Records shown below:

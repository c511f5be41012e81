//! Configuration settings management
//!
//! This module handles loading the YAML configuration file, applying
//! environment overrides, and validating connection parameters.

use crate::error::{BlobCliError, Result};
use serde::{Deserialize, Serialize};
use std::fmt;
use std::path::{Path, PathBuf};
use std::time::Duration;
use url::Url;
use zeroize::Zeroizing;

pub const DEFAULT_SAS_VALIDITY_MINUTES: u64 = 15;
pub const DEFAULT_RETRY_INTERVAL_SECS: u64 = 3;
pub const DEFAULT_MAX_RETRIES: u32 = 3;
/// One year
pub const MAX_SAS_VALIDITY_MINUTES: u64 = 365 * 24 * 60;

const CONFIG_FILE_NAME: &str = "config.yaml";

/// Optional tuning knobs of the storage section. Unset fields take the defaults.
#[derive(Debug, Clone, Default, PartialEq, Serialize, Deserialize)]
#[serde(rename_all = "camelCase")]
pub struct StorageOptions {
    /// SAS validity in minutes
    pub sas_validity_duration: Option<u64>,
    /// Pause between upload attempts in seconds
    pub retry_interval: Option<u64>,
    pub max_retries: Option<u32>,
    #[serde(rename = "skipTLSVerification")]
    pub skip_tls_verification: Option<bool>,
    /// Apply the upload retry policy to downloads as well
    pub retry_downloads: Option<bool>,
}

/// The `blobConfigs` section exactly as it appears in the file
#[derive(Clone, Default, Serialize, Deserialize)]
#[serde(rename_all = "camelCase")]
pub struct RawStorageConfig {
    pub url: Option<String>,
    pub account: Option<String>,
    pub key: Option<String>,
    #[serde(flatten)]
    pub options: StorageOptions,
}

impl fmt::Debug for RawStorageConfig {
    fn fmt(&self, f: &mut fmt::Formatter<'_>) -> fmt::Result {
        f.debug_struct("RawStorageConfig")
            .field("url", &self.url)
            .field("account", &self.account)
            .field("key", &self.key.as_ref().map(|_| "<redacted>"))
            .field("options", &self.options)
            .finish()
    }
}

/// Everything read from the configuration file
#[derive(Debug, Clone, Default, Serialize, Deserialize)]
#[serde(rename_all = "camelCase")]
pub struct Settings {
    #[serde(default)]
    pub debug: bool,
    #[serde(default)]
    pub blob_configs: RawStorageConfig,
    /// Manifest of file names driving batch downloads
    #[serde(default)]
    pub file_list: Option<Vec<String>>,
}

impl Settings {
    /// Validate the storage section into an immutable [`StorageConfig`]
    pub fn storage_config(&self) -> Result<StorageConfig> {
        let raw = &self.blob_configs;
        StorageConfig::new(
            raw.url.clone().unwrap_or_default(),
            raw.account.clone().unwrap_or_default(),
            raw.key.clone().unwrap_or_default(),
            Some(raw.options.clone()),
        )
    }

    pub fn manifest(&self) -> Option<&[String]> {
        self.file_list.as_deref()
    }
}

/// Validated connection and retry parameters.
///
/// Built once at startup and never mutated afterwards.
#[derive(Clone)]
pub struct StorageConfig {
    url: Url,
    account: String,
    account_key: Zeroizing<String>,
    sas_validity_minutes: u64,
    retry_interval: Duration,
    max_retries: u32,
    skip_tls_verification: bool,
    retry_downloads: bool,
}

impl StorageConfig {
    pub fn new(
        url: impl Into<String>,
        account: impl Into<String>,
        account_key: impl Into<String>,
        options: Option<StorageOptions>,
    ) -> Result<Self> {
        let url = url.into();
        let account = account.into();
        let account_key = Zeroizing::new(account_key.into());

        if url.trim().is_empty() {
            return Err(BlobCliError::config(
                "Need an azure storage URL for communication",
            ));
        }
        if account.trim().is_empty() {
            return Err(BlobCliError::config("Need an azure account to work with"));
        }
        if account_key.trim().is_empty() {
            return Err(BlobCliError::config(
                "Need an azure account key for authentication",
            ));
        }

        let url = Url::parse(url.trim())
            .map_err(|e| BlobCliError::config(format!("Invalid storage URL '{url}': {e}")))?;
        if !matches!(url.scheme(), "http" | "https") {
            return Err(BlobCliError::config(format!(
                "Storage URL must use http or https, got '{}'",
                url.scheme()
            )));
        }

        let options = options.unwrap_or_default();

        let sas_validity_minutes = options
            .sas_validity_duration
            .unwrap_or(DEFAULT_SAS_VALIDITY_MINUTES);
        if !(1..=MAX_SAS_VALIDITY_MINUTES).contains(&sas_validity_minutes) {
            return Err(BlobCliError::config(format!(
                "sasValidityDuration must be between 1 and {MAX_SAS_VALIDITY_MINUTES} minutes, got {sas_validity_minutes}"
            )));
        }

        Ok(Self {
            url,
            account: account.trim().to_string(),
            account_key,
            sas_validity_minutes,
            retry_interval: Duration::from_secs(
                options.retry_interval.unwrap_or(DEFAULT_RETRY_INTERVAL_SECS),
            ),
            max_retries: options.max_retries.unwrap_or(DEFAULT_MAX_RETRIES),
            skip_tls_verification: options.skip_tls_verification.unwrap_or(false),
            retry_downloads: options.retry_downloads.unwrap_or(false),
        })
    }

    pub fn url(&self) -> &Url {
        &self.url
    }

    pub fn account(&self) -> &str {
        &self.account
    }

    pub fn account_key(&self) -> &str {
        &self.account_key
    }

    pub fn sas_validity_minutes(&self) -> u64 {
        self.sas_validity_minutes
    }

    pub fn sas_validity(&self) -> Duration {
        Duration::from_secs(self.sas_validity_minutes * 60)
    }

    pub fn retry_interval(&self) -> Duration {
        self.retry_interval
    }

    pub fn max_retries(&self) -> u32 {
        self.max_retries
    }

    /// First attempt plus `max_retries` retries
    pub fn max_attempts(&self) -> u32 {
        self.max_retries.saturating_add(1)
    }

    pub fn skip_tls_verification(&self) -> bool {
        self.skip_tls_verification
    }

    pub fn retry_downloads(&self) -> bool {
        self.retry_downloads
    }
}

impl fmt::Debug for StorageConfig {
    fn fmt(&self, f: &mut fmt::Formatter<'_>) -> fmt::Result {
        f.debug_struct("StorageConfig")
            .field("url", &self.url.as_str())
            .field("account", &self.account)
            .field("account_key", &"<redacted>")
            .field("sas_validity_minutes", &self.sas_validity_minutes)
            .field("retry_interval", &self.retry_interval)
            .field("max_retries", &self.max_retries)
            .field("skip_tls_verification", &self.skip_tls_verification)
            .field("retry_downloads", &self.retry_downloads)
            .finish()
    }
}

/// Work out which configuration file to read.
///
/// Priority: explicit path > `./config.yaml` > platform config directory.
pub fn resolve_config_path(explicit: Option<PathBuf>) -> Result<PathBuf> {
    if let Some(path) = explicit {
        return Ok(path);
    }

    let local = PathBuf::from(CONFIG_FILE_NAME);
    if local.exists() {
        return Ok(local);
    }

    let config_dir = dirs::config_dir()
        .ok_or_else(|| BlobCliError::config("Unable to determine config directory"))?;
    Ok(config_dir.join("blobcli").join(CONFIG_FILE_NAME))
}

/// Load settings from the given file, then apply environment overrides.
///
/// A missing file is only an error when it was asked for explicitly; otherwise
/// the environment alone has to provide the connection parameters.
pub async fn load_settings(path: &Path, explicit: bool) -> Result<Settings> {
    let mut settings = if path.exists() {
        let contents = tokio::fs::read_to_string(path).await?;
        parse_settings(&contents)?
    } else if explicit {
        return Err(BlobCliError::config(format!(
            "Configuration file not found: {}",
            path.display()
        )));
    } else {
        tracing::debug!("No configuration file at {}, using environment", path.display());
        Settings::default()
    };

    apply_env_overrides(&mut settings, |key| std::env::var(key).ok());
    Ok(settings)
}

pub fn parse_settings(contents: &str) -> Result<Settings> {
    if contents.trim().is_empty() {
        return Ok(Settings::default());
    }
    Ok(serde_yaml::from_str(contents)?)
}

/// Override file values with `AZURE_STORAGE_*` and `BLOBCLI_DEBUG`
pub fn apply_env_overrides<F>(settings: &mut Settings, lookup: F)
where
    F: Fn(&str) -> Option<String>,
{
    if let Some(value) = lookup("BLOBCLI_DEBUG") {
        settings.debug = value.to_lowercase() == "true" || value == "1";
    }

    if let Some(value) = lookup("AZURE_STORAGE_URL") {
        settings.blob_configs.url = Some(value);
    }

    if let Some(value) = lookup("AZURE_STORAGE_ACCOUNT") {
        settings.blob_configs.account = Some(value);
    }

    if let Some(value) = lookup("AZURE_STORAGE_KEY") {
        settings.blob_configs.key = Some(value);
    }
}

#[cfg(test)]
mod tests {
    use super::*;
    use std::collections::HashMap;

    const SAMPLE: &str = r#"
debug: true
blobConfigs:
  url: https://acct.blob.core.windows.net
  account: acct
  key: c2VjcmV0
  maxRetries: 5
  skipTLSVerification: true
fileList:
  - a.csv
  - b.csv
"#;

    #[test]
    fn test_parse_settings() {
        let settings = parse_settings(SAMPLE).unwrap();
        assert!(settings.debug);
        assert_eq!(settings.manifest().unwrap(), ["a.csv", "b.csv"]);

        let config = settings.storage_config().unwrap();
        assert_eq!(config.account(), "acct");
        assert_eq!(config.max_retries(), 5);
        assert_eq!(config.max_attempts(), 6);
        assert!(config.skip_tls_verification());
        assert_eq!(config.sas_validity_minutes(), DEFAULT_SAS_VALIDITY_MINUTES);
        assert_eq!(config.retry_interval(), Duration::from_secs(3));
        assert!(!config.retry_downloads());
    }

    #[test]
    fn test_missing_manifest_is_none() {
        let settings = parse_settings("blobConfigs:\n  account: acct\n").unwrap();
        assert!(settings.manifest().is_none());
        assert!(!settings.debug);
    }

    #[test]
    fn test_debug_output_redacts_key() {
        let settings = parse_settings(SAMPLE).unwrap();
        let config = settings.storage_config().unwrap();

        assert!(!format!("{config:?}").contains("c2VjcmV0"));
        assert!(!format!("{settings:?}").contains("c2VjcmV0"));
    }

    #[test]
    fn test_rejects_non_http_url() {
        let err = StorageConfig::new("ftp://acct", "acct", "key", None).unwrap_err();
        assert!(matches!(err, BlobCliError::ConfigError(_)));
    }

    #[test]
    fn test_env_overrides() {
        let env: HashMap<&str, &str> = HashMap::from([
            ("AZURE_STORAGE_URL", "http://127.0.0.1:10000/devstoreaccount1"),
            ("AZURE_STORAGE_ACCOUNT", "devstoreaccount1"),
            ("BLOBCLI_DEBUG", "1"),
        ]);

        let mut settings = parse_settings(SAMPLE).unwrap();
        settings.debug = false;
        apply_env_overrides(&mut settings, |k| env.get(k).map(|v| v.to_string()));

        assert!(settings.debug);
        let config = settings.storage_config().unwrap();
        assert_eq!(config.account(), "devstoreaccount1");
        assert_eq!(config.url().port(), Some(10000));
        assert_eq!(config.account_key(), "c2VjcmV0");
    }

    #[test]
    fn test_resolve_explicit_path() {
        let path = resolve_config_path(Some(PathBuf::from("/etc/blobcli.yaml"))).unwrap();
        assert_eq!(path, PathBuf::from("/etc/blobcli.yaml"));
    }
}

End of Records shown.
Records shown below:

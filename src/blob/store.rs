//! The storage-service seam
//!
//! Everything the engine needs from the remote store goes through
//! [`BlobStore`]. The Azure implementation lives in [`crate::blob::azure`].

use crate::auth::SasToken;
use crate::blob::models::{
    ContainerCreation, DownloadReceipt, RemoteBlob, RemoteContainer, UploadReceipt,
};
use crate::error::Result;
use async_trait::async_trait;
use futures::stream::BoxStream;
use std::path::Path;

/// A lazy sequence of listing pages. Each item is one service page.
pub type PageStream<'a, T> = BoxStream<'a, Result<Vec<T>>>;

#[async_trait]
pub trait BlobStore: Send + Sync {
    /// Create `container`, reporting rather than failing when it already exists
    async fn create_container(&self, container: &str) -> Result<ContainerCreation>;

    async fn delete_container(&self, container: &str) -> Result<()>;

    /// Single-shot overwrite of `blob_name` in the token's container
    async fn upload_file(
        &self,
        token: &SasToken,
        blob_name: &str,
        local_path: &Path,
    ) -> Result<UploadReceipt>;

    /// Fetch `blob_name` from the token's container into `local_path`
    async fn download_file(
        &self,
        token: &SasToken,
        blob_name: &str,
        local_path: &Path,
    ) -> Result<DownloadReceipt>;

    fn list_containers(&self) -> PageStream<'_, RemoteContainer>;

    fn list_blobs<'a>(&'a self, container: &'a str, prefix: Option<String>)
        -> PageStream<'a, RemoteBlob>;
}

End of Records shown.
Records shown below:

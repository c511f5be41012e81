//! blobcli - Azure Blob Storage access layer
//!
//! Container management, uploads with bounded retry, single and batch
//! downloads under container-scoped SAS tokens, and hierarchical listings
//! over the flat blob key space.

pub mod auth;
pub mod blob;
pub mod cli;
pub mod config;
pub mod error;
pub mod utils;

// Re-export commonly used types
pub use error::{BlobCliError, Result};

End of Records shown.

» **Brief**: A verbatim transcription is needed of the lines above, starting at the line with "impl fmt::Debug for StorageConfig" and ending at the line with "to determine config", both included, and of nothing else.

» **Response for this exercise**:
impl fmt::Debug for StorageConfig {
    fn fmt(&self, f: &mut fmt::Formatter<'_>) -> fmt::Result {
        f.debug_struct("StorageConfig")
            .field("url", &self.url.as_str())
            .field("account", &self.account)
            .field("account_key", &"<redacted>")
            .field("sas_validity_minutes", &self.sas_validity_minutes)
            .field("retry_interval", &self.retry_interval)
            .field("max_retries", &self.max_retries)
            .field("skip_tls_verification", &self.skip_tls_verification)
            .field("retry_downloads", &self.retry_downloads)
            .finish()
    }
}

/// Work out which configuration file to read.
///
/// Priority: explicit path > `./config.yaml` > platform config directory.
pub fn resolve_config_path(explicit: Option<PathBuf>) -> Result<PathBuf> {
    if let Some(path) = explicit {
        return Ok(path);
    }

    let local = PathBuf::from(CONFIG_FILE_NAME);
    if local.exists() {
        return Ok(local);
    }

    let config_dir = dirs::config_dir()
        .ok_or_else(|| BlobCliError::config("Unable to determine config directory"))?;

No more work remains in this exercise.